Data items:
=== Begin Enclosure ===

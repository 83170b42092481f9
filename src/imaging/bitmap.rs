use std::path::{Path, PathBuf};

use image::{ColorType, DynamicImage, GenericImageView, GrayImage, RgbImage};
use serde::{Deserialize, Serialize};
use thiserror::Error;
use tracing::{debug, error};

/// Failure to turn raw input into a `Bitmap`.
#[derive(Debug, Error)]
pub enum DecodeError {
    #[error("Cannot load image: input is empty")]
    Empty,

    #[error("Cannot load image: {0}")]
    Format(#[from] image::ImageError),

    #[error("Cannot read image file '{path}': {source}")]
    Io {
        path: PathBuf,
        #[source]
        source: std::io::Error,
    },
}

/// Channel layout of a decoded image.
///
/// Palette images are expanded by the decoder, so they surface as `Rgb` or
/// `Rgba`. 16-bit and float variants map onto the layout they share.
#[derive(Debug, Clone, Copy, PartialEq, Eq, Serialize, Deserialize)]
#[serde(rename_all = "snake_case")]
pub enum ColorMode {
    Grayscale,
    GrayscaleAlpha,
    Rgb,
    Rgba,
}

impl ColorMode {
    fn from_color_type(color: ColorType) -> ColorMode {
        match color {
            ColorType::L8 | ColorType::L16 => ColorMode::Grayscale,
            ColorType::La8 | ColorType::La16 => ColorMode::GrayscaleAlpha,
            ColorType::Rgb8 | ColorType::Rgb16 | ColorType::Rgb32F => ColorMode::Rgb,
            ColorType::Rgba8 | ColorType::Rgba16 | ColorType::Rgba32F => ColorMode::Rgba,
            // Future colour types: pick by channel count.
            other => match other.channel_count() {
                1 => ColorMode::Grayscale,
                2 => ColorMode::GrayscaleAlpha,
                3 => ColorMode::Rgb,
                _ => ColorMode::Rgba,
            },
        }
    }

    /// Number of stored channels, alpha included.
    pub fn channel_count(self) -> u8 {
        match self {
            ColorMode::Grayscale      => 1,
            ColorMode::GrayscaleAlpha => 2,
            ColorMode::Rgb            => 3,
            ColorMode::Rgba           => 4,
        }
    }

    pub fn as_str(self) -> &'static str {
        match self {
            ColorMode::Grayscale      => "L",
            ColorMode::GrayscaleAlpha => "LA",
            ColorMode::Rgb            => "RGB",
            ColorMode::Rgba           => "RGBA",
        }
    }
}

/// A decoded raster image. Immutable once built; owned by the request that
/// decoded it.
#[derive(Debug, Clone)]
pub struct Bitmap {
    image:  DynamicImage,
    width:  u32,
    height: u32,
    mode:   ColorMode,
    format: Option<String>,
}

impl Bitmap {
    /// Wraps an already decoded image (used by callers that synthesise pixels).
    pub fn from_image(image: DynamicImage) -> Bitmap {
        let (width, height) = image.dimensions();
        let mode = ColorMode::from_color_type(image.color());
        Bitmap { image, width, height, mode, format: None }
    }

    pub fn width(&self) -> u32 { self.width }
    pub fn height(&self) -> u32 { self.height }
    pub fn mode(&self) -> ColorMode { self.mode }

    /// Container format the bytes were decoded from, if known (e.g. "png").
    pub fn format(&self) -> Option<&str> { self.format.as_deref() }

    pub fn pixel_count(&self) -> usize {
        self.width as usize * self.height as usize
    }

    pub fn image(&self) -> &DynamicImage { &self.image }

    /// 8-bit single-channel view; alpha is dropped.
    pub fn to_gray(&self) -> GrayImage {
        self.image.to_luma8()
    }

    /// 8-bit three-channel view; grayscale is replicated, alpha is dropped.
    pub fn to_rgb(&self) -> RgbImage {
        self.image.to_rgb8()
    }
}

/// Decodes image bytes into a `Bitmap`. The container format is sniffed from
/// the content, never assumed.
pub struct ImageLoader;

impl ImageLoader {
    pub fn load(bytes: &[u8]) -> Result<Bitmap, DecodeError> {
        if bytes.is_empty() {
            return Err(DecodeError::Empty);
        }
        let format = image::guess_format(bytes).ok();
        let decoded = image::load_from_memory(bytes).map_err(|e| {
            error!(error = %e, "error loading image");
            DecodeError::Format(e)
        })?;

        let mut bitmap = Bitmap::from_image(decoded);
        bitmap.format = format
            .and_then(|f| f.extensions_str().first().copied())
            .map(str::to_owned);

        debug!(
            width = bitmap.width,
            height = bitmap.height,
            mode = bitmap.mode.as_str(),
            "image decoded"
        );
        Ok(bitmap)
    }

    /// Reads and decodes a file from disk.
    pub fn load_path(path: &Path) -> Result<Bitmap, DecodeError> {
        let bytes = read_file(path)?;
        Self::load(&bytes)
    }
}

/// Reads a whole file, attaching the path to any I/O failure.
pub fn read_file(path: &Path) -> Result<Vec<u8>, DecodeError> {
    std::fs::read(path).map_err(|source| DecodeError::Io { path: path.to_path_buf(), source })
}
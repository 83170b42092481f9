use std::path::{Path, PathBuf};

use serde::{Deserialize, Serialize};
use thiserror::Error;
use tracing::{info, warn};

/// The classifier distinguishes exactly this many categories.
pub const NUM_CLASSES: usize = 4;

/// Label for indices outside the mapping.
pub const UNKNOWN_LABEL: &str = "Unknown";

const DEFAULT_LABELS: [&str; NUM_CLASSES] = [
    "Glioma Tumor",
    "Meningioma Tumor",
    "No Tumor",
    "Pituitary Tumor",
];

#[derive(Debug, Error)]
pub enum LabelError {
    #[error("Cannot list class directory '{path}': {source}")]
    Io {
        path: PathBuf,
        #[source]
        source: std::io::Error,
    },

    #[error("Expected {NUM_CLASSES} class folders in '{path}', found {found}")]
    Count { path: PathBuf, found: usize },
}

/// Semantic category behind a label, independent of how the label is spelled.
#[derive(Debug, Clone, Copy, PartialEq, Eq, Hash, Serialize, Deserialize)]
#[serde(rename_all = "snake_case")]
pub enum TumorKind {
    Glioma,
    Meningioma,
    NoTumor,
    Pituitary,
}

impl TumorKind {
    /// Resolves labels such as "Glioma Tumor", "notumor" or "no_tumor".
    pub fn from_label(label: &str) -> Option<TumorKind> {
        let key: String = label.chars()
            .filter(|c| c.is_ascii_alphanumeric())
            .collect::<String>()
            .to_ascii_lowercase();

        if key.contains("notumor") || key == "normal" || key == "healthy" {
            Some(TumorKind::NoTumor)
        } else if key.contains("glioma") {
            Some(TumorKind::Glioma)
        } else if key.contains("meningioma") {
            Some(TumorKind::Meningioma)
        } else if key.contains("pituitary") {
            Some(TumorKind::Pituitary)
        } else {
            None
        }
    }

    pub fn display_name(self) -> &'static str {
        match self {
            TumorKind::Glioma     => "Glioma",
            TumorKind::Meningioma => "Meningioma",
            TumorKind::NoTumor    => "No Tumor",
            TumorKind::Pituitary  => "Pituitary",
        }
    }
}

/// Index → label mapping, fixed for the life of the process.
#[derive(Debug, Clone, PartialEq)]
pub struct ClassLabels {
    labels: Vec<String>,
}

impl Default for ClassLabels {
    fn default() -> Self {
        ClassLabels { labels: DEFAULT_LABELS.iter().map(|s| s.to_string()).collect() }
    }
}

impl ClassLabels {
    /// Reads labels from the class directory, falling back to the built-in
    /// mapping when the directory cannot provide exactly `NUM_CLASSES` names.
    pub fn discover(dir: &Path) -> ClassLabels {
        match ClassLabels::try_discover(dir) {
            Ok(labels) => {
                info!(labels = ?labels.labels, "loaded class labels from training folders");
                labels
            }
            Err(e) => {
                warn!(error = %e, "using default class labels");
                ClassLabels::default()
            }
        }
    }

    /// Sub-directory names, sorted, turned into readable labels
    /// (`no_tumor` → `No Tumor`).
    pub fn try_discover(dir: &Path) -> Result<ClassLabels, LabelError> {
        let entries = std::fs::read_dir(dir)
            .map_err(|source| LabelError::Io { path: dir.to_path_buf(), source })?;

        let mut folders: Vec<String> = entries.flatten()
            .filter(|e| e.path().is_dir())
            .filter_map(|e| e.file_name().to_str().map(str::to_owned))
            .collect();
        folders.sort();

        if folders.len() != NUM_CLASSES {
            return Err(LabelError::Count { path: dir.to_path_buf(), found: folders.len() });
        }
        Ok(ClassLabels { labels: folders.iter().map(|f| pretty_label(f)).collect() })
    }

    pub fn len(&self) -> usize { self.labels.len() }

    pub fn is_empty(&self) -> bool { self.labels.is_empty() }

    pub fn as_slice(&self) -> &[String] { &self.labels }

    /// Label for `index`, or `"Unknown"`.
    pub fn get(&self, index: usize) -> &str {
        self.labels.get(index).map(String::as_str).unwrap_or(UNKNOWN_LABEL)
    }

    pub fn kind_of(&self, index: usize) -> Option<TumorKind> {
        self.labels.get(index).and_then(|l| TumorKind::from_label(l))
    }

    /// First index whose label resolves to `kind`.
    pub fn index_of(&self, kind: TumorKind) -> Option<usize> {
        (0..self.labels.len()).find(|&i| self.kind_of(i) == Some(kind))
    }
}

/// Underscores become spaces; each word is capitalised, the rest lowercased.
fn pretty_label(folder: &str) -> String {
    let mut out = String::with_capacity(folder.len());
    let mut at_word_start = true;
    for c in folder.replace('_', " ").chars() {
        if c.is_alphabetic() {
            if at_word_start {
                out.extend(c.to_uppercase());
            } else {
                out.extend(c.to_lowercase());
            }
            at_word_start = false;
        } else {
            out.push(c);
            at_word_start = true;
        }
    }
    out
}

=== End Enclosure ===

Required action: Transcribe only, please, the lines from the first line of the records through the line with "ColorType::L8 | ColorType::L16". Both of those lines are included.

Output:
repository 83170b42092481f9
filename src/imaging/bitmap.rs
use std::path::{Path, PathBuf};

use image::{ColorType, DynamicImage, GenericImageView, GrayImage, RgbImage};
use serde::{Deserialize, Serialize};
use thiserror::Error;
use tracing::{debug, error};

/// Failure to turn raw input into a `Bitmap`.
#[derive(Debug, Error)]
pub enum DecodeError {
    #[error("Cannot load image: input is empty")]
    Empty,

    #[error("Cannot load image: {0}")]
    Format(#[from] image::ImageError),

    #[error("Cannot read image file '{path}': {source}")]
    Io {
        path: PathBuf,
        #[source]
        source: std::io::Error,
    },
}

/// Channel layout of a decoded image.
///
/// Palette images are expanded by the decoder, so they surface as `Rgb` or
/// `Rgba`. 16-bit and float variants map onto the layout they share.
#[derive(Debug, Clone, Copy, PartialEq, Eq, Serialize, Deserialize)]
#[serde(rename_all = "snake_case")]
pub enum ColorMode {
    Grayscale,
    GrayscaleAlpha,
    Rgb,
    Rgba,
}

impl ColorMode {
    fn from_color_type(color: ColorType) -> ColorMode {
        match color {
            ColorType::L8 | ColorType::L16 => ColorMode::Grayscale,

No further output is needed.